§ ABOUT THIS EXERCISE:
Take every line of the material below that includes the string "kubectl" and copy it out.

§ PROVIDED MATERIAL:

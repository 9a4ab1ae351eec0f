//! Cooperative cancellation for scenario runs.
//!
//! A [`CancelSource`] is owned by whoever can abort the run (the CLI's
//! Ctrl-C handler, a parent test); [`CancelToken`]s are handed to the
//! poller and checked at every suspension point.

use tokio::sync::watch;

/// Owning side of a cancellation signal.
#[derive(Debug)]
pub struct CancelSource {
    tx: watch::Sender<bool>,
}

impl CancelSource {
    pub fn new() -> Self {
        let (tx, _rx) = watch::channel(false);
        Self { tx }
    }

    /// New token observing this source.
    pub fn token(&self) -> CancelToken {
        CancelToken {
            rx: Some(self.tx.subscribe()),
        }
    }

    /// Signal cancellation to every token. Idempotent.
    pub fn cancel(&self) {
        self.tx.send_replace(true);
    }

    pub fn is_cancelled(&self) -> bool {
        *self.tx.borrow()
    }
}

impl Default for CancelSource {
    fn default() -> Self {
        Self::new()
    }
}

/// Observing side of a cancellation signal.
#[derive(Debug, Clone)]
pub struct CancelToken {
    rx: Option<watch::Receiver<bool>>,
}

impl CancelToken {
    /// A token that is never cancelled.
    pub fn never() -> Self {
        Self { rx: None }
    }

    pub fn is_cancelled(&self) -> bool {
        self.rx.as_ref().is_some_and(|rx| *rx.borrow())
    }

    /// Resolves once cancellation is signalled. Never resolves for
    /// [`CancelToken::never`] or when the source was dropped uncancelled.
    pub async fn cancelled(&self) {
        let Some(rx) = &self.rx else {
            return std::future::pending().await;
        };
        let mut rx = rx.clone();
        if rx.wait_for(|cancelled| *cancelled).await.is_err() {
            std::future::pending::<()>().await;
        }
    }
}
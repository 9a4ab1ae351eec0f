/// JSONL to `target/test-logs/all_tests.jsonl` plus the test writer.
/// Level via `CAPC_E2E_TEST_LOG_LEVEL`.
pub fn init_test_logging() {
    capc_e2e_core::testing::init_global_test_logging();
}

#[macro_export]
macro_rules! test_log {
    ($($arg:tt)*) => {
        tracing::info!(target: "test", $($arg)*);
    };
}
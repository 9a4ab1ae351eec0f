//! Environment variable parsing with type safety.
//!
//! Provides a type-safe parser for `CAPC_E2E_*` environment variables with
//! validation, error collection, and source tracking.

use super::source::{ConfigSource, Sourced};
use std::env;
use std::path::PathBuf;
use std::time::Duration;
use thiserror::Error;

/// Errors that can occur during environment variable parsing.
#[derive(Debug, Error)]
pub enum EnvError {
    /// Invalid value for a variable.
    #[error("Invalid value for {var}: expected {expected}, got '{value}'")]
    InvalidValue {
        var: String,
        expected: String,
        value: String,
    },

    /// Path does not exist.
    #[error("Path not found for {var}: {path}")]
    PathNotFound { var: String, path: PathBuf },

    /// Invalid duration format.
    #[error("Invalid duration for {var}: {value}")]
    InvalidDuration { var: String, value: String },

    /// Value out of valid range.
    #[error("Value out of range for {var}: {value} (valid: {min}..={max})")]
    OutOfRange {
        var: String,
        value: String,
        min: String,
        max: String,
    },

    /// Invalid log level.
    #[error("Invalid log level for {var}: {value}")]
    InvalidLogLevel { var: String, value: String },
}

/// Type-safe environment variable parser.
///
/// Collects errors during parsing so all issues can be reported at once.
pub struct EnvParser {
    prefix: &'static str,
    errors: Vec<EnvError>,
}

impl EnvParser {
    /// Create a new parser with the `CAPC_E2E_` prefix.
    pub fn new() -> Self {
        Self {
            prefix: "CAPC_E2E_",
            errors: Vec::new(),
        }
    }

    /// Get all accumulated errors.
    pub fn errors(&self) -> &[EnvError] {
        &self.errors
    }

    /// Check if any errors occurred.
    pub fn has_errors(&self) -> bool {
        !self.errors.is_empty()
    }

    /// Take ownership of errors.
    pub fn take_errors(&mut self) -> Vec<EnvError> {
        std::mem::take(&mut self.errors)
    }

    fn var_name(&self, name: &str) -> String {
        format!("{}{}", self.prefix, name)
    }

    /// Get a string value with default.
    pub fn get_string(&mut self, name: &str, default: &str) -> Sourced<String> {
        let var_name = self.var_name(name);
        match env::var(&var_name) {
            Ok(value) => Sourced::from_env(value, var_name),
            Err(_) => Sourced::default_value(default.to_string()),
        }
    }

    /// Get a boolean value with default.
    ///
    /// Accepts: 1, true, yes, on (for true)
    ///          0, false, no, off, "" (for false)
    pub fn get_bool(&mut self, name: &str, default: bool) -> Sourced<bool> {
        let var_name = self.var_name(name);
        match env::var(&var_name) {
            Ok(value) => {
                let parsed = match value.to_lowercase().as_str() {
                    "1" | "true" | "yes" | "on" => true,
                    "0" | "false" | "no" | "off" | "" => false,
                    _ => {
                        self.errors.push(EnvError::InvalidValue {
                            var: var_name.clone(),
                            expected: "boolean (true/false/1/0/yes/no)".to_string(),
                            value: value.clone(),
                        });
                        default
                    }
                };
                Sourced::from_env(parsed, var_name)
            }
            Err(_) => Sourced::default_value(default),
        }
    }

    /// Get a u32 value with default and range validation.
    pub fn get_u32_range(&mut self, name: &str, default: u32, min: u32, max: u32) -> Sourced<u32> {
        let var_name = self.var_name(name);
        match env::var(&var_name) {
            Ok(value) => match value.parse::<u32>() {
                Ok(n) if n >= min && n <= max => Sourced::from_env(n, var_name),
                Ok(n) => {
                    self.errors.push(EnvError::OutOfRange {
                        var: var_name.clone(),
                        value: n.to_string(),
                        min: min.to_string(),
                        max: max.to_string(),
                    });
                    Sourced::from_env(default, var_name)
                }
                Err(_) => {
                    self.errors.push(EnvError::InvalidValue {
                        var: var_name.clone(),
                        expected: "unsigned 32-bit integer".to_string(),
                        value,
                    });
                    Sourced::default_value(default)
                }
            },
            Err(_) => Sourced::default_value(default),
        }
    }

    /// Get a duration in humantime format ("90s", "5m", "1h 30m").
    pub fn get_duration(&mut self, name: &str, default: Duration) -> Sourced<Duration> {
        let var_name = self.var_name(name);
        match env::var(&var_name) {
            Ok(value) => match humantime::parse_duration(value.trim()) {
                Ok(d) => Sourced::from_env(d, var_name),
                Err(_) => {
                    self.errors.push(EnvError::InvalidDuration {
                        var: var_name.clone(),
                        value,
                    });
                    Sourced::default_value(default)
                }
            },
            Err(_) => Sourced::default_value(default),
        }
    }

    /// Get a path value with ~ expansion.
    ///
    /// If `must_exist` is true, records an error if the path doesn't exist.
    pub fn get_path(&mut self, name: &str, default: &str, must_exist: bool) -> Sourced<PathBuf> {
        let var_name = self.var_name(name);
        let (value, source) = match env::var(&var_name) {
            Ok(v) => (v, ConfigSource::Environment),
            Err(_) => (default.to_string(), ConfigSource::Default),
        };

        let expanded = expand_home(&value);

        if must_exist && !expanded.exists() {
            self.errors.push(EnvError::PathNotFound {
                var: var_name.clone(),
                path: expanded.clone(),
            });
        }

        if source == ConfigSource::Environment {
            Sourced::from_env(expanded, var_name)
        } else {
            Sourced::default_value(expanded)
        }
    }

    /// Get an optional path (None if not set or empty), with ~ expansion.
    pub fn get_optional_path(&mut self, name: &str, must_exist: bool) -> Sourced<Option<PathBuf>> {
        let var_name = self.var_name(name);
        match env::var(&var_name) {
            Ok(value) if value.is_empty() => Sourced::from_env(None, var_name),
            Ok(value) => {
                let expanded = expand_home(&value);
                if must_exist && !expanded.exists() {
                    self.errors.push(EnvError::PathNotFound {
                        var: var_name.clone(),
                        path: expanded.clone(),
                    });
                }
                Sourced::from_env(Some(expanded), var_name)
            }
            Err(_) => Sourced::default_value(None),
        }
    }

    /// Get a log level value with validation.
    pub fn get_log_level(&mut self, name: &str, default: &str) -> Sourced<String> {
        let var_name = self.var_name(name);
        match env::var(&var_name) {
            Ok(value) => {
                let lower = value.to_lowercase();
                match lower.as_str() {
                    "trace" | "debug" | "info" | "warn" | "error" | "off" => {
                        Sourced::from_env(lower, var_name)
                    }
                    _ => {
                        self.errors.push(EnvError::InvalidLogLevel {
                            var: var_name.clone(),
                            value: value.clone(),
                        });
                        Sourced::from_env(default.to_string(), var_name)
                    }
                }
            }
            Err(_) => Sourced::default_value(default.to_string()),
        }
    }

    /// Get an optional string (None if not set or empty).
    pub fn get_optional_string(&mut self, name: &str) -> Sourced<Option<String>> {
        let var_name = self.var_name(name);
        match env::var(&var_name) {
            Ok(value) if value.is_empty() => Sourced::from_env(None, var_name),
            Ok(value) => Sourced::from_env(Some(value), var_name),
            Err(_) => Sourced::default_value(None),
        }
    }
}

impl Default for EnvParser {
    fn default() -> Self {
        Self::new()
    }
}

/// Expand a leading `~/` to the home directory.
pub fn expand_home(value: &str) -> PathBuf {
    if let Some(stripped) = value.strip_prefix("~/")
        && let Some(home) = dirs::home_dir()
    {
        return home.join(stripped);
    }
    PathBuf::from(value)
}
//! Harness settings assembled from `CAPC_E2E_*` environment variables.

use std::path::PathBuf;
use std::time::Duration;

use super::env::{EnvError, EnvParser};
use super::source::Sourced;

/// Run-level settings shared by every scenario in a process.
#[derive(Debug, Clone)]
pub struct HarnessSettings {
    /// `CAPC_E2E_E2E_CONFIG`: variables and interval table.
    pub e2e_config: Sourced<Option<PathBuf>>,
    /// `CAPC_E2E_CLUSTERCTL_CONFIG`: clusterctl config pointing at the local repository.
    pub clusterctl_config: Sourced<Option<PathBuf>>,
    /// `CAPC_E2E_KUBECONFIG`: management cluster kubeconfig.
    pub kubeconfig: Sourced<PathBuf>,
    /// `CAPC_E2E_PROXY_NAME`: cluster identity; names the log folder.
    pub proxy_name: Sourced<String>,
    /// `CAPC_E2E_ARTIFACTS`: artifact root.
    pub artifacts: Sourced<PathBuf>,
    /// `CAPC_E2E_SKIP_CLEANUP`: keep namespaces and clusters for post-mortem.
    pub skip_cleanup: Sourced<bool>,
    /// `CAPC_E2E_PARALLEL`: concurrent instances per run.
    pub parallel: Sourced<u32>,
    /// `CAPC_E2E_LOG_LEVEL`.
    pub log_level: Sourced<String>,
    /// `CAPC_E2E_COMMAND_TIMEOUT`: limit on each kubectl/clusterctl call, humantime.
    pub command_timeout: Sourced<Duration>,
    /// `CAPC_E2E_FLAVOR`: template flavor override; empty means the scenario's own.
    pub flavor: Sourced<Option<String>>,
}

impl HarnessSettings {
    pub const DEFAULT_ARTIFACTS: &'static str = "_artifacts";
    pub const DEFAULT_KUBECONFIG: &'static str = "~/.kube/config";
    pub const DEFAULT_PROXY_NAME: &'static str = "bootstrap";
    pub const MAX_PARALLEL: u32 = 64;

    /// Read settings from the environment, reporting every invalid value.
    pub fn from_env() -> Result<Self, Vec<EnvError>> {
        let mut parser = EnvParser::new();
        let settings = Self {
            e2e_config: parser.get_optional_path("E2E_CONFIG", true),
            clusterctl_config: parser.get_optional_path("CLUSTERCTL_CONFIG", false),
            kubeconfig: parser.get_path("KUBECONFIG", Self::DEFAULT_KUBECONFIG, false),
            proxy_name: parser.get_string("PROXY_NAME", Self::DEFAULT_PROXY_NAME),
            artifacts: parser.get_path("ARTIFACTS", Self::DEFAULT_ARTIFACTS, false),
            skip_cleanup: parser.get_bool("SKIP_CLEANUP", false),
            parallel: parser.get_u32_range("PARALLEL", 1, 1, Self::MAX_PARALLEL),
            log_level: parser.get_log_level("LOG_LEVEL", "info"),
            command_timeout: parser.get_duration("COMMAND_TIMEOUT", crate::kubectl::DEFAULT_COMMAND_TIMEOUT),
            flavor: parser.get_optional_string("FLAVOR"),
        };
        if parser.has_errors() {
            return Err(parser.take_errors());
        }
        Ok(settings)
    }
}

§ EXERCISE OUTPUT:
    /// `CAPC_E2E_COMMAND_TIMEOUT`: limit on each kubectl/clusterctl call, humantime.
            command_timeout: parser.get_duration("COMMAND_TIMEOUT", crate::kubectl::DEFAULT_COMMAND_TIMEOUT),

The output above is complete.